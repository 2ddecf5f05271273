//! Approximate nearest-neighbor index (C6).

pub mod hnsw;

pub use hnsw::HnswIndex;
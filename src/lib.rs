//! Engram: a persistent, content-addressed knowledge graph for semantic
//! retrieval and probabilistic reasoning.
//!
//! Text is split into deduplicated, hash-identified chunks (C3), sealed
//! under a Merkle root (C4), indexed as "neurons" in a vector space (C6)
//! and linked by typed "synapses" (C5). The [`manager::GraphManager`]
//! façade (C8) binds storage and indexing together; the
//! [`inference::InferenceEngine`] (C9) and [`attractor::AttractorModel`]
//! (C10) read through it to perform bidirectional inference and
//! goal-directed path search.
//!
//! Command-line surfaces, formatters, metrics export, and external
//! database connectors are explicitly out of scope (`spec.md` §1); this
//! crate exposes only the storage-and-indexing engine plus the inference
//! subsystem built on top of it.

pub mod attractor;
pub mod chunk;
pub mod chunker;
pub mod compaction;
pub mod config;
pub mod connector;
pub mod embedding;
pub mod error;
pub mod events;
pub mod graph;
pub mod hash;
pub mod index;
pub mod inference;
pub mod manager;
pub mod merkle;
pub mod queue;
pub mod vector;

pub use attractor::{Attractor, AttractorModel, AttractorParams, AttractorPath, AttractorStats};
pub use config::EngramConfig;
pub use error::{EngramError, Result};
pub use graph::types::{Neuron, NeuronMetadata, Synapse, SynapseType};
pub use inference::{CausalChain, Direction, InferOptions, Inference, InferenceEngine};
pub use manager::GraphManager;
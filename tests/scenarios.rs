//! End-to-end scenarios against the public crate surface, one per literal
//! example in the specification's testable-properties section: chunk
//! refcounting, similarity ties, Merkle proof tamper-detection, forward/
//! backward inference confidence, attractor influence/decay, and HNSW
//! soft-delete + compaction over a larger population.

use engram::chunk::Chunk;
use engram::config::EngramConfig;
use engram::embedding::StubEmbedder;
use engram::events::EventBus;
use engram::{AttractorModel, AttractorParams, Direction, EngramError, GraphManager, InferOptions, InferenceEngine, SynapseType};
use std::collections::HashSet;
use std::sync::Arc;

fn dim16_manager() -> (tempfile::TempDir, GraphManager) {
    let dir = tempfile::tempdir().unwrap();
    let mut config = EngramConfig::default();
    config.data_dir = dir.path().to_path_buf();
    config.embedding_dim = 16;
    let mgr = GraphManager::new(config, Arc::new(StubEmbedder::new(16)), EventBus::new(64)).unwrap();
    (dir, mgr)
}

fn one_hot(dim: usize, axis: usize) -> Vec<f32> {
    let mut v = vec![0.0; dim];
    v[axis] = 1.0;
    v
}

/// S1: storing, re-storing, and deleting a chunk walks its refcount and
/// backing file through 1 -> 2 -> 1 -> 0 (removed).
#[tokio::test]
async fn s1_chunk_refcount_lifecycle() {
    let (_dir, mgr) = dim16_manager();
    let chunk = Chunk::new(0, 0, b"abc".to_vec(), None);
    assert!(chunk.hash.to_hex().starts_with("3a985da7"));

    let store = mgr.chunk_store();
    let h1 = store.put(&chunk).await.unwrap();
    assert!(store.has(&h1).unwrap());

    let h2 = store.put(&chunk).await.unwrap();
    assert_eq!(h1, h2);

    assert!(store.delete(&h1).await.unwrap());
    assert!(store.has(&h1).unwrap(), "refcount should still be 1 after one delete");

    assert!(store.delete(&h1).await.unwrap());
    assert!(!store.has(&h1).unwrap(), "bytes and metadata removed once refcount hits 0");
}

/// S2: a query identical to neuron A's embedding ranks B (identical
/// embedding) above C (orthogonal embedding).
#[tokio::test]
async fn s2_find_similar_ranks_by_cosine() {
    let (_dir, mgr) = dim16_manager();
    let tags = HashSet::new();
    let a = mgr.insert_chunks(&[], one_hot(16, 0), "doc", tags.clone()).await.unwrap();
    let b = mgr.insert_chunks(&[], one_hot(16, 0), "doc", tags.clone()).await.unwrap();
    let c = mgr.insert_chunks(&[], one_hot(16, 1), "doc", tags).await.unwrap();

    let neuron_a = mgr.get_neuron(&a).unwrap().unwrap();
    let results = mgr.find_similar(&neuron_a.embedding, 3, None).await.unwrap();

    let b_rank = results.iter().position(|(n, _)| n.id == b).unwrap();
    let c_rank = results.iter().position(|(n, _)| n.id == c).unwrap();
    assert!(b_rank < c_rank, "identical embedding must outrank orthogonal one");
    assert!((results[b_rank].1 - 1.0).abs() < 1e-4);
    assert!(results[c_rank].1.abs() < 1e-4);
}

/// S3: a 3-leaf Merkle tree's proof for the duplicated-padding leaf
/// verifies, and flipping a sibling byte breaks verification.
#[tokio::test]
async fn s3_merkle_proof_and_tamper_detection() {
    use engram::hash::hash;
    use engram::merkle::{build_tree, verify_proof};

    let h1 = hash(b"chunk-1");
    let h2 = hash(b"chunk-2");
    let h3 = hash(b"chunk-3");
    let tree = build_tree(&[h1, h2, h3]);

    let proof = tree.generate_proof(2).unwrap();
    assert_eq!(proof.leaf, h3);
    assert!(verify_proof(&proof, &tree.root()));

    let mut tampered_h2 = h2;
    tampered_h2.0[0] ^= 0xFF;
    let tampered_tree = build_tree(&[h1, tampered_h2, h3]);
    let tampered_proof = tampered_tree.generate_proof(2).unwrap();
    assert!(!verify_proof(&proof, &tampered_tree.root()));
    assert_ne!(tree.root(), tampered_tree.root());
    let _ = tampered_proof;
}

/// S4: A--CAUSAL(0.8)-->B--CAUSAL(0.9)-->C. Forward confidence for C is
/// 0.72; backward confidence for A from C is 0.72 * abduction penalty 0.8.
#[tokio::test]
async fn s4_bidirectional_inference_confidence() {
    let (_dir, mgr) = dim16_manager();
    let a = mgr.insert_text("alpha", "doc", HashSet::new()).await.unwrap();
    let b = mgr.insert_text("beta", "doc", HashSet::new()).await.unwrap();
    let c = mgr.insert_text("gamma", "doc", HashSet::new()).await.unwrap();
    mgr.add_synapse(a, b, SynapseType::Causal, 0.8).await.unwrap();
    mgr.add_synapse(b, c, SynapseType::Causal, 0.9).await.unwrap();

    let engine = InferenceEngine::new(&mgr, mgr.config().inference.clone());

    let forward = engine.forward_infer(a, 2).await.unwrap();
    let c_conf = forward.iter().find(|r| r.neuron_id == c).unwrap().confidence;
    assert!((c_conf - 0.72).abs() < 1e-4);

    let backward = engine.backward_infer(c, 2).await.unwrap();
    let a_conf = backward.iter().find(|r| r.neuron_id == a).unwrap().confidence;
    assert!((a_conf - 0.72 * 0.8).abs() < 1e-4);

    let combined = engine.infer(a, InferOptions { direction: Direction::Forward, max_depth: 2, similarity_k: 5 }).await.unwrap();
    assert!(combined.iter().any(|r| r.neuron_id == c));
}

/// S5: attractor G (embedding == N's embedding, strength 0.5, priority 8)
/// yields influence 1.0 * 0.5 * 0.8 = 0.4 over N; after 10 decay ticks at
/// 0.99, strength is ~0.4524.
#[tokio::test]
async fn s5_attractor_influence_and_decay() {
    let (_dir, mgr) = dim16_manager();
    let model = AttractorModel::new(&mgr, mgr.config().attractor.clone(), EventBus::new(16));

    let goal_embedding = one_hot(16, 0);
    let attractor_id = model
        .create_attractor(
            "goal",
            "desc",
            goal_embedding.clone(),
            AttractorParams { strength: 0.5, priority: 8, probability: 1.0, deadline: None },
        )
        .unwrap();

    let influence = model.calculate_influence(&goal_embedding).unwrap();
    let value = influence.get(&attractor_id).copied().unwrap();
    assert!((value - 0.4).abs() < 1e-4, "got {value}");

    for _ in 0..10 {
        model.decay_attractors();
    }
    let attractor = model.get_attractor(&attractor_id).unwrap();
    assert!((attractor.strength - 0.4524).abs() < 1e-3, "got {}", attractor.strength);
}

/// S6: insert 100 neurons, delete 60. Before compaction the index reports
/// 60 tombstones and never returns a deleted id; `forceCompact` clears the
/// tombstones entirely while leaving the surviving ranking intact.
#[tokio::test]
async fn s6_hnsw_soft_delete_then_compaction() {
    let (_dir, mgr) = dim16_manager();
    let mut ids = Vec::with_capacity(100);
    for i in 0..100 {
        let mut v = vec![0.0f32; 16];
        v[i % 16] = 1.0;
        v[(i + 1) % 16] = 0.1;
        let id = mgr.insert_chunks(&[], v, "doc", HashSet::new()).await.unwrap();
        ids.push(id);
    }

    let mut deleted = HashSet::new();
    for id in ids.iter().take(60) {
        assert!(mgr.delete_neuron(*id).await.unwrap());
        deleted.insert(*id);
    }

    assert_eq!(mgr.index().tombstone_count().await, 60);

    let query = vec![1.0f32; 16];
    let before = mgr.index().search(&query, 10, None).await;
    assert_eq!(before.len(), 10);
    assert!(before.iter().all(|(id, _)| !deleted.contains(id)));

    let removed = mgr.index().compact().await;
    assert_eq!(removed, 60);
    assert_eq!(mgr.index().tombstone_count().await, 0);

    let after = mgr.index().search(&query, 10, None).await;
    assert_eq!(before.len(), after.len());
    let before_ids: HashSet<_> = before.iter().map(|(id, _)| *id).collect();
    let after_ids: HashSet<_> = after.iter().map(|(id, _)| *id).collect();
    let overlap = before_ids.intersection(&after_ids).count();
    assert!(overlap >= 9, "compaction should preserve the live ranking up to ties, overlap was {overlap}/10");
}

/// Dimension mismatches on insert are rejected rather than silently
/// truncated or padded.
#[tokio::test]
async fn insert_with_wrong_embedding_dimension_is_rejected() {
    let (_dir, mgr) = dim16_manager();
    let err = mgr.insert_chunks(&[], vec![0.0; 4], "doc", HashSet::new()).await.unwrap_err();
    assert!(matches!(err, EngramError::DimensionMismatch { expected: 16, actual: 4 }));
}
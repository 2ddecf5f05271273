//! Canonical binary Merkle tree (C4).
//!
//! Leaves are chunk hashes in chunk-index order. Internal nodes are
//! `SHA3-256(left ‖ right)` via [`crate::hash::hash_pair`]. An odd node
//! count at any level is fixed by duplicating the last node before pairing,
//! per `spec.md` §4.4. The empty-list root is the all-zero hash; a
//! single-leaf tree's root is that leaf's own hash.

use crate::hash::{hash_pair, Hash};

/// Which side of a sibling pair a proof step's hash sits on.
#[derive(Debug, Clone, Copy, PartialEq, Eq, serde::Serialize, serde::Deserialize)]
pub enum Side {
    Left,
    Right,
}

/// One step of an inclusion proof: the sibling hash and which side it was
/// on relative to the node being proven.
#[derive(Debug, Clone, PartialEq, Eq, serde::Serialize, serde::Deserialize)]
pub struct ProofStep {
    pub sibling: Hash,
    pub side: Side,
}

/// An inclusion proof for a single leaf.
#[derive(Debug, Clone, PartialEq, Eq, serde::Serialize, serde::Deserialize)]
pub struct MerkleProof {
    pub leaf: Hash,
    pub steps: Vec<ProofStep>,
}

/// A fully materialized Merkle tree, level 0 being the leaves.
#[derive(Debug, Clone)]
pub struct MerkleTree {
    levels: Vec<Vec<Hash>>,
}

impl MerkleTree {
    pub fn root(&self) -> Hash {
        self.levels
            .last()
            .and_then(|top| top.first().copied())
            .unwrap_or(Hash::ZERO)
    }

    pub fn leaf_count(&self) -> usize {
        self.levels.first().map(Vec::len).unwrap_or(0)
    }

    /// Generate an inclusion proof for the leaf at `index`. Returns `None`
    /// if `index` is out of range.
    pub fn generate_proof(&self, index: usize) -> Option<MerkleProof> {
        let leaves = self.levels.first()?;
        if index >= leaves.len() {
            return None;
        }

        let leaf = leaves[index];
        let mut steps = Vec::new();
        let mut pos = index;

        for level in &self.levels[..self.levels.len().saturating_sub(1)] {
            // Odd levels are padded by duplicating the last node before
            // pairing; mirror that here so the sibling lookup matches the
            // parent-level construction exactly.
            let padded_len = level.len() + (level.len() % 2);
            let sibling_pos = if pos % 2 == 0 { pos + 1 } else { pos - 1 };
            let sibling = if sibling_pos < level.len() {
                level[sibling_pos]
            } else if sibling_pos < padded_len {
                level[level.len() - 1]
            } else {
                break;
            };

            let side = if pos % 2 == 0 { Side::Right } else { Side::Left };
            steps.push(ProofStep { sibling, side });
            pos /= 2;
        }

        Some(MerkleProof { leaf, steps })
    }
}

/// Build a canonical Merkle tree over `leaves`, in the given order.
pub fn build_tree(leaves: &[Hash]) -> MerkleTree {
    if leaves.is_empty() {
        return MerkleTree {
            levels: vec![vec![]],
        };
    }

    let mut levels = vec![leaves.to_vec()];
    while levels.last().unwrap().len() > 1 {
        let current = levels.last().unwrap();
        let mut next = Vec::with_capacity(current.len().div_ceil(2));
        let mut i = 0;
        while i < current.len() {
            let left = current[i];
            let right = if i + 1 < current.len() {
                current[i + 1]
            } else {
                current[i]
            };
            next.push(hash_pair(&left, &right));
            i += 2;
        }
        levels.push(next);
    }

    MerkleTree { levels }
}

/// Verify an inclusion proof against a known root.
pub fn verify_proof(proof: &MerkleProof, root: &Hash) -> bool {
    let mut current = proof.leaf;
    for step in &proof.steps {
        current = match step.side {
            Side::Left => hash_pair(&step.sibling, &current),
            Side::Right => hash_pair(&current, &step.sibling),
        };
    }
    &current == root
}

#[cfg(test)]
mod tests {
    use super::*;
    use crate::hash::hash;

    fn leaf(s: &str) -> Hash {
        hash(s.as_bytes())
    }

    #[test]
    fn empty_list_root_is_all_zero() {
        let tree = build_tree(&[]);
        assert_eq!(tree.root(), Hash::ZERO);
    }

    #[test]
    fn single_leaf_root_is_the_leaf_itself() {
        let a = leaf("a");
        let tree = build_tree(&[a]);
        assert_eq!(tree.root(), a);
    }

    #[test]
    fn two_leaves_root_is_hash_pair() {
        let a = leaf("a");
        let b = leaf("b");
        let tree = build_tree(&[a, b]);
        assert_eq!(tree.root(), hash_pair(&a, &b));
    }

    #[test]
    fn odd_leaf_count_duplicates_last_node() {
        let a = leaf("a");
        let b = leaf("b");
        let c = leaf("c");
        let tree = build_tree(&[a, b, c]);
        // level 1: [hash_pair(a,b), hash_pair(c,c)]
        let expected = hash_pair(&hash_pair(&a, &b), &hash_pair(&c, &c));
        assert_eq!(tree.root(), expected);
    }

    #[test]
    fn proof_verifies_for_every_leaf_across_several_sizes() {
        for n in 1..=9usize {
            let leaves: Vec<Hash> = (0..n).map(|i| leaf(&format!("leaf-{i}"))).collect();
            let tree = build_tree(&leaves);
            for i in 0..n {
                let proof = tree.generate_proof(i).unwrap();
                assert_eq!(proof.leaf, leaves[i]);
                assert!(
                    verify_proof(&proof, &tree.root()),
                    "proof for leaf {i} of {n} failed to verify"
                );
            }
        }
    }

    #[test]
    fn tampered_proof_fails_verification() {
        let leaves: Vec<Hash> = (0..5).map(|i| leaf(&format!("leaf-{i}"))).collect();
        let tree = build_tree(&leaves);
        let mut proof = tree.generate_proof(2).unwrap();
        proof.leaf = leaf("not-the-real-leaf");
        assert!(!verify_proof(&proof, &tree.root()));
    }

    #[test]
    fn proof_out_of_range_is_none() {
        let leaves: Vec<Hash> = (0..3).map(|i| leaf(&format!("leaf-{i}"))).collect();
        let tree = build_tree(&leaves);
        assert!(tree.generate_proof(3).is_none());
    }

    proptest::proptest! {
        /// R2: every leaf of every tree size in a reasonable range produces
        /// a proof that verifies against that tree's own root.
        #[test]
        fn every_proof_verifies_for_arbitrary_leaf_sets(labels in proptest::collection::vec("[a-z]{1,8}", 1..40)) {
            let leaves: Vec<Hash> = labels.iter().map(|s| leaf(s)).collect();
            let tree = build_tree(&leaves);
            for i in 0..leaves.len() {
                let proof = tree.generate_proof(i).unwrap();
                proptest::prop_assert!(verify_proof(&proof, &tree.root()));
            }
        }

        /// Flipping any single leaf changes the root (determinism /
        /// tamper-evidence), unless the flip happens to collide with an
        /// existing leaf hash.
        #[test]
        fn reordering_leaves_changes_root_when_not_a_palindrome(labels in proptest::collection::vec("[a-z]{1,8}", 2..10)) {
            let leaves: Vec<Hash> = labels.iter().map(|s| leaf(s)).collect();
            let forward = build_tree(&leaves).root();
            let mut reversed = leaves.clone();
            reversed.reverse();
            let backward = build_tree(&reversed).root();
            if leaves != reversed {
                proptest::prop_assert_ne!(forward, backward);
            }
        }
    }
}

----

Your assignment
Filter the entries above and return only the lines holding "InferenceEngine".

Answer space
//! [`inference::InferenceEngine`] (C9) and [`attractor::AttractorModel`]
pub use inference::{CausalChain, Direction, InferOptions, Inference, InferenceEngine};
use engram::{AttractorModel, AttractorParams, Direction, EngramError, GraphManager, InferOptions, InferenceEngine, SynapseType};
    let engine = InferenceEngine::new(&mgr, mgr.config().inference.clone());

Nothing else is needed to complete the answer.